YOUR ASSIGNMENT:
Pick out all lines of the entries that include the word "bool" and copy them.

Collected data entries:
_ _ _

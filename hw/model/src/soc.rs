// Licensed under the Apache-2.0 license

use c3_rom_common::hil::Soc;
use c3_rom_common::efuse::BLOCK0_WORDS;

pub const RTC_STORE_COUNT: usize = 8;

/// Chip state the decision tree reads, plus what the ROM did to it.
#[derive(Debug, Clone, Default)]
pub struct ModelSoc {
    pub reset_cause: u32,
    pub strapping: u32,
    pub efuses: [u32; BLOCK0_WORDS],
    pub rtc_stores: [u32; RTC_STORE_COUNT],
    pub force_download: bool,
    pub chip_revision: u32,
    /// Time spent in `delay_us` since the last reset.
    pub elapsed_us: u64,
    /// Flash boot watchdog timeout, once armed.
    pub watchdog: Option<u32>,
}

impl Soc for ModelSoc {
    fn reset_cause(&self) -> u32 {
        self.reset_cause
    }

    fn strapping(&self) -> u32 {
        self.strapping
    }

    fn efuse_block0(&self) -> [u32; BLOCK0_WORDS] {
        self.efuses
    }

    fn rtc_store(&self, index: usize) -> u32 {
        self.rtc_stores.get(index).copied().unwrap_or(0)
    }

    fn force_download_requested(&self) -> bool {
        self.force_download
    }

    fn clear_force_download(&mut self) {
        self.force_download = false;
    }

    fn chip_revision(&self) -> u32 {
        self.chip_revision
    }

    fn delay_us(&mut self, us: u32) {
        self.elapsed_us += us as u64;
    }

    fn arm_flash_boot_watchdog(&mut self, timeout_cycles: u32) {
        log::debug!("flash boot watchdog armed, {timeout_cycles} cycles");
        self.watchdog = Some(timeout_cycles);
    }
}
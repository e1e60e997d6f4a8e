// Licensed under the Apache-2.0 license

use anyhow::{bail, Context, Result};
use c3_hw_model::{BootReport, ModelChip, ModelConfig};
use c3_rom_common::efuse::BLOCK0_WORDS;
use c3_rom_common::{BootOutcome, RomParameters};
use std::path::Path;

pub struct SimulateArgs<'a> {
    pub flash: Option<&'a Path>,
    pub reset_cause: u32,
    pub strapping: u32,
    pub efuses: &'a [u32],
    pub force_download: bool,
    pub uart_input: Option<&'a Path>,
    pub usb_input: Option<&'a Path>,
}

fn read(path: Option<&Path>) -> Result<Vec<u8>> {
    match path {
        Some(path) => std::fs::read(path).with_context(|| format!("reading {}", path.display())),
        None => Ok(Vec::new()),
    }
}

pub fn simulate(args: SimulateArgs) -> Result<BootReport> {
    if args.efuses.len() > BLOCK0_WORDS {
        bail!("eFuse block 0 has {BLOCK0_WORDS} words");
    }
    let mut efuses = [0u32; BLOCK0_WORDS];
    efuses[..args.efuses.len()].copy_from_slice(args.efuses);

    let mut chip = ModelChip::new(ModelConfig {
        reset_cause: args.reset_cause,
        strapping: args.strapping,
        efuses,
        force_download: args.force_download,
        flash: read(args.flash)?,
        echo_console: true,
        ..Default::default()
    })?;
    chip.uart.send(&read(args.uart_input)?);
    chip.usb.send(&read(args.usb_input)?);

    let report = chip.run_rom(&RomParameters::default());
    match report.outcome {
        BootOutcome::Jump { entry, kind } => {
            println!("\n--> jump to 0x{entry:08x} ({kind:?})")
        }
        BootOutcome::Restart => println!("\n--> software reset"),
        BootOutcome::Halt(err) => {
            println!("\n--> halted with 0x{:08x}, waiting for watchdog", err.code())
        }
    }
    log::info!(
        "{} us in delays, watchdog {}",
        report.elapsed_us,
        if report.watchdog_armed { "armed" } else { "off" }
    );
    if !chip.uart.output().is_empty() {
        log::info!("UART0 responses: {}", hex::encode(chip.uart.output()));
    }
    if !chip.usb.output().is_empty() {
        log::info!("USB responses: {}", hex::encode(chip.usb.output()));
    }
    Ok(report)
}

#[cfg(test)]
mod tests {
    use super::*;
    use c3_builder::{ImageBuilder, LoaderClient};
    use c3_rom_common::JumpKind;
    use std::io::Write;

    #[test]
    fn test_simulate_flash_boot_from_file() {
        let image = ImageBuilder::new(0x4038_0000)
            .segment(0x4038_0000, vec![0x13, 0, 0, 0])
            .build()
            .unwrap();
        let mut flash = tempfile::NamedTempFile::new().unwrap();
        flash.write_all(&image).unwrap();
        let report = simulate(SimulateArgs {
            flash: Some(flash.path()),
            reset_cause: 1,
            strapping: 0xc,
            efuses: &[],
            force_download: false,
            uart_input: None,
            usb_input: None,
        })
        .unwrap();
        assert_eq!(
            report.outcome,
            BootOutcome::Jump {
                entry: 0x4038_0000,
                kind: JumpKind::Application
            }
        );
    }

    #[test]
    fn test_simulate_download_session_from_file() {
        let mut client = LoaderClient::new();
        client
            .sync()
            .load_ram(0x4038_0000, &[0x13, 0, 0, 0])
            .mem_end(true, 0x4038_0000);
        let mut session = tempfile::NamedTempFile::new().unwrap();
        session.write_all(client.wire()).unwrap();
        let report = simulate(SimulateArgs {
            flash: None,
            reset_cause: 1,
            strapping: 0x4,
            efuses: &[],
            force_download: false,
            uart_input: Some(session.path()),
            usb_input: None,
        })
        .unwrap();
        assert_eq!(
            report.outcome,
            BootOutcome::Jump {
                entry: 0x4038_0000,
                kind: JumpKind::RamLoader
            }
        );
    }

    #[test]
    fn test_too_many_efuse_words() {
        let args = SimulateArgs {
            flash: None,
            reset_cause: 1,
            strapping: 0xc,
            efuses: &[0; 7],
            force_download: false,
            uart_input: None,
            usb_input: None,
        };
        assert!(simulate(args).is_err());
    }
}
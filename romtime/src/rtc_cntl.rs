// Licensed under the Apache-2.0 license

//! RTC control block: reset cause, retention registers, the flash boot
//! watchdog and software reset.

use crate::static_ref::StaticRef;
use tock_registers::interfaces::{ReadWriteable, Readable, Writeable};
use tock_registers::registers::{ReadOnly, ReadWrite, WriteOnly};
use tock_registers::{register_bitfields, register_structs};

pub const RTC_CNTL_BASE: StaticRef<RtcCntlRegisters> =
    unsafe { StaticRef::new(0x6000_8000 as *const RtcCntlRegisters) };

/// Unlock key for the watchdog configuration registers.
const WDT_WKEY: u32 = 0x50d8_3aa1;

pub const STORE_COUNT: usize = 8;

register_structs! {
    pub RtcCntlRegisters {
        (0x000 => options0: ReadWrite<u32, OPTIONS0::Register>),
        (0x004 => _reserved0),
        (0x038 => reset_state: ReadOnly<u32, RESET_STATE::Register>),
        (0x03C => _reserved1),
        (0x050 => store_lo: [ReadWrite<u32>; 4]),
        (0x060 => _reserved2),
        (0x090 => wdtconfig0: ReadWrite<u32, WDTCONFIG0::Register>),
        (0x094 => wdtconfig1: ReadWrite<u32>),
        (0x098 => _reserved3),
        (0x0A4 => wdtfeed: WriteOnly<u32>),
        (0x0A8 => wdtwprotect: ReadWrite<u32>),
        (0x0AC => _reserved4),
        (0x0B8 => store_hi: [ReadWrite<u32>; 4]),
        (0x0C8 => _reserved5),
        (0x128 => option1: ReadWrite<u32, OPTION1::Register>),
        (0x12C => @END),
    }
}

register_bitfields![u32,
    OPTIONS0 [
        SW_SYS_RST OFFSET(31) NUMBITS(1) [],
    ],
    RESET_STATE [
        RESET_CAUSE_PROCPU OFFSET(0) NUMBITS(6) [],
    ],
    WDTCONFIG0 [
        CHIP_RESET_EN OFFSET(8) NUMBITS(1) [],
        PAUSE_INSLEEP OFFSET(9) NUMBITS(1) [],
        FLASHBOOT_MOD_EN OFFSET(12) NUMBITS(1) [],
        SYS_RESET_LENGTH OFFSET(13) NUMBITS(3) [],
        CPU_RESET_LENGTH OFFSET(16) NUMBITS(3) [],
        STG3 OFFSET(19) NUMBITS(3) [],
        STG2 OFFSET(22) NUMBITS(3) [],
        STG1 OFFSET(25) NUMBITS(3) [],
        STG0 OFFSET(28) NUMBITS(3) [
            Off = 0,
            Interrupt = 1,
            ResetCpu = 2,
            ResetSystem = 3,
            ResetRtc = 4,
        ],
        EN OFFSET(31) NUMBITS(1) [],
    ],
    OPTION1 [
        FORCE_DOWNLOAD_BOOT OFFSET(0) NUMBITS(1) [],
    ],
];

pub struct RtcCntl {
    registers: StaticRef<RtcCntlRegisters>,
}

impl RtcCntl {
    pub const fn new(registers: StaticRef<RtcCntlRegisters>) -> Self {
        RtcCntl { registers }
    }

    /// Raw reset cause of the CPU.
    pub fn reset_cause(&self) -> u32 {
        self.registers
            .reset_state
            .read(RESET_STATE::RESET_CAUSE_PROCPU)
    }

    /// Reads retention register `index`. Out of range indices read as 0.
    pub fn store(&self, index: usize) -> u32 {
        match index {
            0..=3 => self.registers.store_lo[index].get(),
            4..=7 => self.registers.store_hi[index - 4].get(),
            _ => 0,
        }
    }

    pub fn force_download_requested(&self) -> bool {
        self.registers
            .option1
            .is_set(OPTION1::FORCE_DOWNLOAD_BOOT)
    }

    pub fn clear_force_download(&self) {
        self.registers
            .option1
            .modify(OPTION1::FORCE_DOWNLOAD_BOOT::CLEAR);
    }

    fn enable_wdt_access(&self) {
        self.registers.wdtwprotect.set(WDT_WKEY);
    }

    fn disable_wdt_access(&self) {
        self.registers.wdtwprotect.set(0);
    }

    /// Arms the RTC watchdog in flash boot mode: stage 0 resets the system
    /// after `timeout_cycles` slow clock cycles unless the application
    /// disables it.
    pub fn arm_flash_boot_watchdog(&self, timeout_cycles: u32) {
        self.enable_wdt_access();
        self.registers.wdtconfig1.set(timeout_cycles);
        self.registers.wdtconfig0.write(
            WDTCONFIG0::EN::SET
                + WDTCONFIG0::FLASHBOOT_MOD_EN::SET
                + WDTCONFIG0::STG0::ResetSystem
                + WDTCONFIG0::SYS_RESET_LENGTH.val(7)
                + WDTCONFIG0::CPU_RESET_LENGTH.val(7)
                + WDTCONFIG0::CHIP_RESET_EN::SET,
        );
        self.registers.wdtfeed.set(1 << 31);
        self.disable_wdt_access();
    }

    /// Requests a digital system reset. Returns only on the host.
    pub fn software_system_reset(&self) {
        self.registers.options0.modify(OPTIONS0::SW_SYS_RST::SET);
    }
}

_ _ _

EXPECTED OUTPUT:
    pub force_download: bool,
    fn force_download_requested(&self) -> bool {
    pub force_download: bool,
    pub fn force_download_requested(&self) -> bool {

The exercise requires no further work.